「青春SF」

奇乃なかみ

 青春の正体が寄生虫だと発表されたとき、人々は奇妙な納得と共にそれを受け入れた。


 あの胸を焼く焦燥や、身を切るような恋の熱情が、正気などと呼べるものか――煩悩に満ちた時代を通過した大人たちは、みな心のどこかでそう思っていたのだ。


 puerchloridium――通称「青春虫」。

 2030年に観測された新分子によって構成された、不可視の生物だった。

 青春虫は、二次性徴前後の人間の脳に寄生して、成人を過ぎるころになると突如宿主の体内を離れる。

 この間、宿主は脳波に微弱な干渉を受けており、不安定な心のゆらぎと激しい感情の起伏を引きおこす。


 彼らの生態は未だはっきりしない。

 血液から微弱な栄養を吸い上げてはいるものの、共生と呼ぶにはあまりにも奇妙な同居人。

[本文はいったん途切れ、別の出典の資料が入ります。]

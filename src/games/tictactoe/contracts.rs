//! Contract-based validation for tic-tac-toe moves.
//!
//! Contracts define correctness through preconditions and postconditions:
//! {P} action {Q}. Preconditions are always checked; the session checks
//! postconditions in debug builds only.

use super::action::{Move, MoveError};
use super::invariants::{InvariantSet, TicTacToeInvariants};
use super::session::Session;
use tracing::{instrument, warn};

/// A contract defines preconditions and postconditions for state transitions.
pub trait Contract<S, A> {
    /// Checks preconditions before applying the action.
    fn pre(state: &S, action: &A) -> Result<(), MoveError>;

    /// Checks postconditions after applying the action.
    fn post(before: &S, after: &S) -> Result<(), MoveError>;
}

/// Precondition: no further moves once the game has ended.
pub struct GameNotOver;

impl GameNotOver {
    /// Fails with [`MoveError::GameOver`] on a won or drawn session.
    pub fn check(session: &Session) -> Result<(), MoveError> {
        if session.outcome().is_terminal() {
            Err(MoveError::GameOver)
        } else {
            Ok(())
        }
    }
}

/// Precondition: the square at the move's position must be empty.
pub struct SquareIsEmpty;

impl SquareIsEmpty {
    /// Fails with [`MoveError::SquareOccupied`] on a taken square.
    pub fn check(mov: &Move, session: &Session) -> Result<(), MoveError> {
        if session.board().is_empty(mov.position) {
            Ok(())
        } else {
            Err(MoveError::SquareOccupied(mov.position))
        }
    }
}

/// Precondition: the move is made by the player whose turn it is.
pub struct PlayersTurn;

impl PlayersTurn {
    /// Fails with [`MoveError::WrongPlayer`] when the mover is out of turn.
    pub fn check(mov: &Move, session: &Session) -> Result<(), MoveError> {
        if mov.player == *session.to_move() {
            Ok(())
        } else {
            Err(MoveError::WrongPlayer(mov.player))
        }
    }
}

/// Composite precondition: the game is live, the mover is on turn and the
/// square is free.
pub struct LegalMove;

impl LegalMove {
    /// Validates all preconditions for a move, game state first.
    #[instrument(skip(session))]
    pub fn check(mov: &Move, session: &Session) -> Result<(), MoveError> {
        GameNotOver::check(session)?;
        PlayersTurn::check(mov, session)?;
        SquareIsEmpty::check(mov, session)?;
        Ok(())
    }
}

/// Contract for move actions.
///
/// Preconditions:
/// - Game must not be over
/// - Mover must be the player to move
/// - Square must be empty
///
/// Postconditions:
/// - Board matches the replayed history
/// - Players alternate, X first
/// - Outcome matches the board
pub struct MoveContract;

impl Contract<Session, Move> for MoveContract {
    fn pre(session: &Session, action: &Move) -> Result<(), MoveError> {
        LegalMove::check(action, session)
    }

    fn post(before: &Session, after: &Session) -> Result<(), MoveError> {
        if after.history().len() != before.history().len() + 1 {
            warn!(
                before = before.history().len(),
                after = after.history().len(),
                "Move did not extend history by one"
            );
            return Err(MoveError::InvariantViolation(
                "Postcondition failed: history must grow by exactly one move".to_string(),
            ));
        }

        TicTacToeInvariants::check_all(after).map_err(|violations| {
            let descriptions = violations
                .iter()
                .map(|v| v.description.as_str())
                .collect::<Vec<_>>()
                .join("; ");
            warn!(%descriptions, "Postcondition failed");
            MoveError::InvariantViolation(format!("Postcondition failed: {}", descriptions))
        })
    }
}

#[cfg(test)]
mod tests {
    use super::*;
    use crate::games::tictactoe::{Player, Position, Square};

    #[test]
    fn test_precondition_empty_square() {
        let session = Session::default();
        let action = Move::new(Player::X, Position::Center);
        assert!(MoveContract::pre(&session, &action).is_ok());
    }

    #[test]
    fn test_precondition_occupied_square() {
        let session = Session::default().apply_move(Position::Center).unwrap();
        let action = Move::new(Player::O, Position::Center);
        assert!(matches!(
            MoveContract::pre(&session, &action),
            Err(MoveError::SquareOccupied(Position::Center))
        ));
    }

    #[test]
    fn test_precondition_wrong_player() {
        let session = Session::default();
        let action = Move::new(Player::O, Position::Center);
        assert_eq!(
            MoveContract::pre(&session, &action),
            Err(MoveError::WrongPlayer(Player::O))
        );
    }

    #[test]
    fn test_precondition_game_over() {
        let mut session = Session::default();
        for index in [0, 3, 1, 4, 2] {
            session = session.apply_move(Position::from_index(index).unwrap()).unwrap();
        }
        let action = Move::new(Player::O, Position::BottomRight);
        assert_eq!(MoveContract::pre(&session, &action), Err(MoveError::GameOver));
    }

    #[test]
    fn test_postcondition_holds_after_move() {
        let before = Session::default();
        let after = before.apply_move(Position::Center).unwrap();
        assert!(MoveContract::post(&before, &after).is_ok());
    }

    #[test]
    fn test_postcondition_detects_corruption() {
        let before = Session::default();
        let mut after = before.apply_move(Position::Center).unwrap();
        after.board.set(Position::TopLeft, Square::Occupied(Player::O));
        assert!(matches!(
            MoveContract::post(&before, &after),
            Err(MoveError::InvariantViolation(_))
        ));
    }

    #[test]
    fn test_postcondition_detects_missing_history() {
        let before = Session::default();
        let mut after = before.apply_move(Position::Center).unwrap();
        after.history.clear();
        after.board = *before.board();
        assert!(MoveContract::post(&before, &after).is_err());
    }
}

 宿主の体内から姿を消す際に、頭皮から這い出て空へ昇っていくとの報告例もあり、一部では宇宙人の遣いと噂された。


 稀に、宿主の成人後も体内に留まり続ける個体がいた。

 成人してなお青春虫を宿す人物は、ミュージシャンや役者として成功することが多かった。

 芸能界では、青春虫は「才能虫」と呼ばれ重宝された。


 巣立ちを迎えられず宿主の中で死亡する個体もいた。

 こちらのケースは社会問題となった。

 青春虫の死骸が脳波へよりネガティヴな影響を与え、不安障害を引き起こすことが分かったのだ。

 ある年に起きた大量殺人事件の犯人が青春虫の死骸保持者だと判明したことをきっかけに、青春虫を取り巻く論争は加熱した。

 翌年から、青少年の定期的な青春虫検診が義務づけられるようになった。


 数年後、青春虫摘出手術が実用化され認可された。

 やがて「青春虫に汚染されない、人間本来の知性を!」と主張する集団が現れた。

 彼らはナチュラリストと呼ばれた。

 ナチュラリストたちは、すすんで我が子の青春虫除去手術を行った。

 青春虫を除去されたナチュラリストの子どもたちは、冷静さと退屈さを手に入れ、同世代の子どもたちと軋轢を生んだ。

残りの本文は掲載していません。